This is an appeal by Lydia Rosario and Audra Phillips from the entry of summary judgment against them on their claims of violations of the federal Fair Debt Collection Practices Act (FDCPA) and the Florida Consumer Collection Practices Act (FCCPA).
I. BACKGROUND
Florida statutes authorize state attorneys to establish a bad check diversion program, “either within the state attorney’s office or through an independent contractor.” Fla. Stat. § 882.08. The Twentieth Judicial Circuit State Attorney’s Office (“SAO”) contracts with American Corrective Counseling Services, Inc. (“ACCS”), a private company based in California, for ACCS to operate a Bad Check Restitution Program (“Program”) on behalf of the SAO for the purpose of recovery of restitution for victims of non-sufficient funds and account-closed type checks. Plaintiffs-Appellants each had a check referred to the Program. Each received notices and letters sent by ACCS on SAO stationery offering participation in the Program. The letters sought payment of the amount of the check, plus fees of at least $125, including $75 for participation in an eight-hour educational class. The letters state that failure to participate may result in criminal prosecution by the SAO.

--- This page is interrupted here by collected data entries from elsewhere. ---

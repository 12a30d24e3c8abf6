use base::{Error, ResultExt};
use bpaf::Bpaf;
use std::path::PathBuf;
use tracing::error;

mod orchestrator;

/// Bridges sports-tracking telemetry from a NATS broker into a Memgraph
/// graph, with time-based TTL retention for ephemeral state.
#[derive(Bpaf, Debug)]
#[bpaf(options, version(env!("CARGO_PKG_VERSION")))]
struct Args {
    /// Path to the TOML configuration file.
    ///
    /// Individual settings can be overridden with `SKG_*` environment
    /// variables; see `graph::config::Config`.
    #[bpaf(long, short, argument("PATH"))]
    config: Option<PathBuf>,
}

fn main() {
    // If using the clock will fail, find out now *before* trying to log
    // anything (with timestamps...) so we can print a helpful error.
    if let Err(e) = nix::time::clock_gettime(nix::time::ClockId::CLOCK_MONOTONIC) {
        eprintln!("clock_gettime failed: {e}\n\nThis indicates a broken environment.");
        std::process::exit(1);
    }

    base::tracing_setup::install();

    let args = args().fallback_to_usage().run();
    tracing::trace!("parsed command-line arguments: {args:#?}");

    match run(args) {
        Err(e) => {
            error!(err = %e.chain(), "exiting due to error");
            std::process::exit(1);
        }
        Ok(rv) => std::process::exit(rv),
    }
}

fn run(args: Args) -> Result<i32, Error> {
    let cfg = graph::Config::load(args.config.as_deref())?;

    let mut builder = tokio::runtime::Builder::new_multi_thread();
    builder.enable_all();
    let rt = builder.build().err_kind(base::ErrorKind::Internal)?;

    let r = rt.block_on(orchestrator::async_run(cfg));
    rt.shutdown_background();
    r
}

#[cfg(test)]
mod tests {
    #[test]
    fn bpaf_invariants() {
        super::args().check_invariants(false);
    }
}
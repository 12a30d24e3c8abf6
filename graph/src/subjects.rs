//! The fixed subject set the orchestrator subscribes to, and the low-value
//! filter applied before anything is buffered.

use serde_json::Value;

pub const TICK_PER_FRAME: &str = "tickperframe";
pub const ALL_TRACKS_PREFIX: &str = "all_tracks.";
pub const PTZ_INFO_PREFIX: &str = "ptzinfo.";
pub const FUSION_BALL_3D: &str = "fusion.ball_3d";
pub const FUSED_PLAYERS: &str = "fused_players";
pub const INTENTS_PROCESSED: &str = "intents.processed";

/// Subscription patterns registered with the broker at startup.
pub const SUBSCRIPTIONS: &[&str] = &[
    TICK_PER_FRAME,
    "all_tracks.*",
    "ptzinfo.*",
    FUSION_BALL_3D,
    INTENTS_PROCESSED,
    FUSED_PLAYERS,
];

/// Subject prefixes that carry mostly-diagnostic traffic; combined with the
/// payload-size check in [`is_low_value`], these are dropped before ever
/// reaching the buffer.
const LOW_VALUE_PREFIXES: &[&str] = &["fps.", "colour-control.", "camera_mode_entry."];

/// A message is "low-value" if its subject starts with a
/// known low-value prefix *and* its payload object has three fields or
/// fewer. Non-object payloads (or payloads with more fields) are never
/// considered low-value even on a matching prefix.
pub fn is_low_value(subject: &str, payload: &Value) -> bool {
    let prefix_matches = LOW_VALUE_PREFIXES.iter().any(|p| subject.starts_with(p));
    if !prefix_matches {
        return false;
    }
    match payload.as_object() {
        Some(obj) => obj.len() <= 3,
        None => false,
    }
}

pub fn camera_id_from_all_tracks(subject: &str) -> Option<&str> {
    subject.strip_prefix(ALL_TRACKS_PREFIX)
}

pub fn camera_id_from_ptz_info(subject: &str) -> Option<&str> {
    subject.strip_prefix(PTZ_INFO_PREFIX)
}

#[cfg(test)]
mod tests {
    use super::*;
    use serde_json::json;

    #[test]
    fn low_value_requires_both_prefix_and_small_payload() {
        assert!(is_low_value("fps.cam1", &json!({"a": 1, "b": 2, "c": 3})));
        assert!(!is_low_value(
            "fps.cam1",
            &json!({"a": 1, "b": 2, "c": 3, "d": 4})
        ));
        assert!(!is_low_value("all_tracks.cam1", &json!({"a": 1})));
    }

    #[test]
    fn camera_id_extraction() {
        assert_eq!(camera_id_from_all_tracks("all_tracks.cam1"), Some("cam1"));
        assert_eq!(camera_id_from_ptz_info("ptzinfo.cam2"), Some("cam2"));
        assert_eq!(camera_id_from_all_tracks("tickperframe"), None);
    }
}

Plaintiffs allege that ACCS and various individual officers of ACCS 1 have violated numerous provisions of the FDCPA and FCCPA. In particular, Plaintiffs allege violations of 15 U.S.C. § 1692d (harassment); § 1692e(1) (false or deceptive claims regarding criminal justice powers); § 1692e(2)(A) (misrepresenting legal status of debt); § 1692e(4) (creating false impression that civil collection matters criminally enforceable); § 1692e(5) (making threats of action not intended or that could not legally be taken); § 1692e(7) (implying consumer committed crime); § 1692e(9) (overall appearance of letters gives impression they are from State Attorney’s office); § 1692e(10) (employing deceptive means to collect a debt or obtain information about a consumer); § 1692e(11) (failing to contain warning that letter is from debt collector); § 1692e(13) (giving false impression that letters are legal process); § 1692e(14) (using name other than own, ie. State Attorney); § 1692f(1) (requesting amounts not authorized by contract or Florida law); and § 1692g(a) (failing to provide validation notice).

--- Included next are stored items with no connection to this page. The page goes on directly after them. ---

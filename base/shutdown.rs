//! Tools for propagating a graceful shutdown signal through the program.
//!
//! The receiver can be cloned, checked and used as a future in async code.
//! Also, for convenience, blocked in synchronous code without going through
//! the runtime.

use std::pin::Pin;
use std::sync::Arc;
use std::task::{Context, Poll, Waker};
use std::time::{Duration, Instant};

use crate::Condvar;
use crate::Mutex;
use futures::Future;
use slab::Slab;

#[derive(Debug)]
pub struct ShutdownError;

impl std::fmt::Display for ShutdownError {
    fn fmt(&self, f: &mut std::fmt::Formatter<'_>) -> std::fmt::Result {
        f.write_str("shutdown requested")
    }
}

impl std::error::Error for ShutdownError {}

struct Inner {
    /// `None` iff shutdown has already happened.
    wakers: Mutex<Option<Slab<Waker>>>,

    condvar: Condvar,
}

pub struct Sender(Arc<Inner>);

impl Drop for Sender {
    fn drop(&mut self) {
        // Note sequencing: modify the lock state, then notify async/sync waiters.
        // The opposite order would create a race in which something might never wake.
        let mut wakers = self
            .0
            .wakers
            .lock()
            .take()
            .expect("only the single Sender takes the slab");
        for w in wakers.drain() {
            w.wake();
        }
        self.0.condvar.notify_all();
    }
}

#[derive(Clone)]
pub struct Receiver(Arc<Inner>);

pub struct ReceiverRefFuture<'receiver> {
    receiver: &'receiver Receiver,
    waker_i: usize,
}

pub struct ReceiverFuture {
    receiver: Arc<Inner>,
    waker_i: usize,
}

/// `waker_i` value to indicate no slot has been assigned.
const NO_WAKER: usize = usize::MAX;

impl Receiver {
    pub fn check(&self) -> Result<(), ShutdownError> {
        if self.0.wakers.lock().is_none() {
            Err(ShutdownError)
        } else {
            Ok(())
        }
    }

    pub fn as_future(&self) -> ReceiverRefFuture<'_> {
        ReceiverRefFuture {
            receiver: self,
            waker_i: NO_WAKER,
        }
    }

    pub fn future(&self) -> ReceiverFuture {
        ReceiverFuture {
            receiver: self.0.clone(),
            waker_i: NO_WAKER,
        }
    }

    pub fn into_future(self) -> ReceiverFuture {
        ReceiverFuture {
            receiver: self.0,
            waker_i: NO_WAKER,
        }
    }

    /// Blocks the current thread until shutdown or `timeout` elapses, whichever
    /// comes first. Returns `Ok(())` if `timeout` elapsed, `Err` if shutdown
    /// happened first.
    pub fn wait_for(&self, timeout: Duration) -> Result<(), ShutdownError> {
        let deadline = Instant::now() + timeout;
        let mut l = self.0.wakers.lock();
        loop {
            if l.is_none() {
                return Err(ShutdownError);
            }
            let now = Instant::now();
            if now >= deadline {
                return Ok(());
            }
            let result = self.0.condvar.wait_for(&mut l, deadline - now);
            if result.timed_out() {
                return if l.is_none() { Err(ShutdownError) } else { Ok(()) };
            }
        }
    }
}

fn poll_impl(inner: &Inner, waker_i: &mut usize, cx: &mut Context<'_>) -> Poll<()> {
    let mut l = inner.wakers.lock();
    let wakers = match &mut *l {
        None => return Poll::Ready(()),
        Some(w) => w,
    };
    let new_waker = cx.waker();
    if *waker_i == NO_WAKER {
        *waker_i = wakers.insert(new_waker.clone());
    } else {
        let existing_waker = &mut wakers[*waker_i];
        if !new_waker.will_wake(existing_waker) {
            existing_waker.clone_from(new_waker);
        }
    }
    Poll::Pending
}

impl Future for ReceiverRefFuture<'_> {
    type Output = ();

    fn poll(mut self: Pin<&mut Self>, cx: &mut Context<'_>) -> Poll<Self::Output> {
        poll_impl(&self.receiver.0, &mut self.waker_i, cx)
    }
}

impl Drop for ReceiverRefFuture<'_> {
    fn drop(&mut self) {
        if self.waker_i == NO_WAKER {
            return;
        }
        let mut l = self.receiver.0.wakers.lock();
        if let Some(wakers) = &mut *l {
            wakers.remove(self.waker_i);
        }
    }
}

impl Future for ReceiverFuture {
    type Output = ();

    fn poll(self: Pin<&mut Self>, cx: &mut Context<'_>) -> Poll<Self::Output> {
        let this = Pin::into_inner(self);
        poll_impl(&this.receiver, &mut this.waker_i, cx)
    }
}

impl Drop for ReceiverFuture {
    fn drop(&mut self) {
        if self.waker_i == NO_WAKER {
            return;
        }
        let mut l = self.receiver.wakers.lock();
        if let Some(wakers) = &mut *l {
            wakers.remove(self.waker_i);
        }
    }
}

/// Returns a sender and receiver for graceful shutdown.
///
/// Dropping the sender will request shutdown.
///
/// The receiver can be used as a future or just polled when convenient.
pub fn channel() -> (Sender, Receiver) {
    let inner = Arc::new(Inner {
        wakers: Mutex::new(Some(Slab::new())),
        condvar: Condvar::new(),
    });
    (Sender(inner.clone()), Receiver(inner))
}

#[cfg(test)]
mod tests {
    use futures::Future;
    use std::task::{Context, Poll};

    #[test]
    fn simple_check() {
        let (tx, rx) = super::channel();
        rx.check().unwrap();
        drop(tx);
        rx.check().unwrap_err();
    }

    #[test]
    fn blocking() {
        let (tx, rx) = super::channel();
        rx.wait_for(std::time::Duration::from_secs(0)).unwrap();
        let h = std::thread::spawn(move || {
            rx.wait_for(std::time::Duration::from_secs(1000))
                .unwrap_err()
        });

        // Make it likely that rx has done its initial check and is waiting on the condvar.
        std::thread::sleep(std::time::Duration::from_millis(10));

        drop(tx);
        h.join().unwrap();
    }

    #[test]
    fn future() {
        let (tx, rx) = super::channel();
        let waker = futures::task::noop_waker_ref();
        let mut cx = Context::from_waker(waker);
        let mut f = rx.as_future();
        assert_eq!(std::pin::Pin::new(&mut f).poll(&mut cx), Poll::Pending);
        drop(tx);
        assert_eq!(std::pin::Pin::new(&mut f).poll(&mut cx), Poll::Ready(()));
    }
}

The particular allegations as to the FCCPA include Fla. Stat. § 559.72(1) (simulating a law enforcement officer); § 559.72(7) (harassment); § 559.72(9) (asserting existence of right when known such right does not exist); § 559.72(10) (simulating legal process or giving appearance of being approved by a government agency, when it is not); § 559.72(11) (using attorney’s stationery); and § 559.72(12) (oral communication giving false impression that person is associated with an attorney).
After a period of discovery, Plaintiffs moved for summary judgment on their claims, while Defendants moved for summary judgment on grounds they are entitled to Eleventh Amendment immunity as an agent or instrumentality of the SAO, which is an arm of the State of Florida. The District Court granted Defendants’ motion, dismissing the case without prejudice due to Eleventh Amendment immuni
II. THE BAD CHECK PROGRAM
A review of the relationship between ACCS and the SAO begins with the contract between ACCS and the SAO and the governing state law. The contract explicitly states that the relationship is one of an independent contractor hired to run the Program. The contract prohibits ACCS from acting as an agent for the State Attorney or Twentieth Judicial Circuit. In addition to this clear contractual intent for ACCS to be an independent contractor, the Florida law that authorizes state attorneys to establish bad check diversion programs also specifically states that such programs may exist “either within the state attorney’s office or through an independent contractor.” Fla. Stat. § 832.08.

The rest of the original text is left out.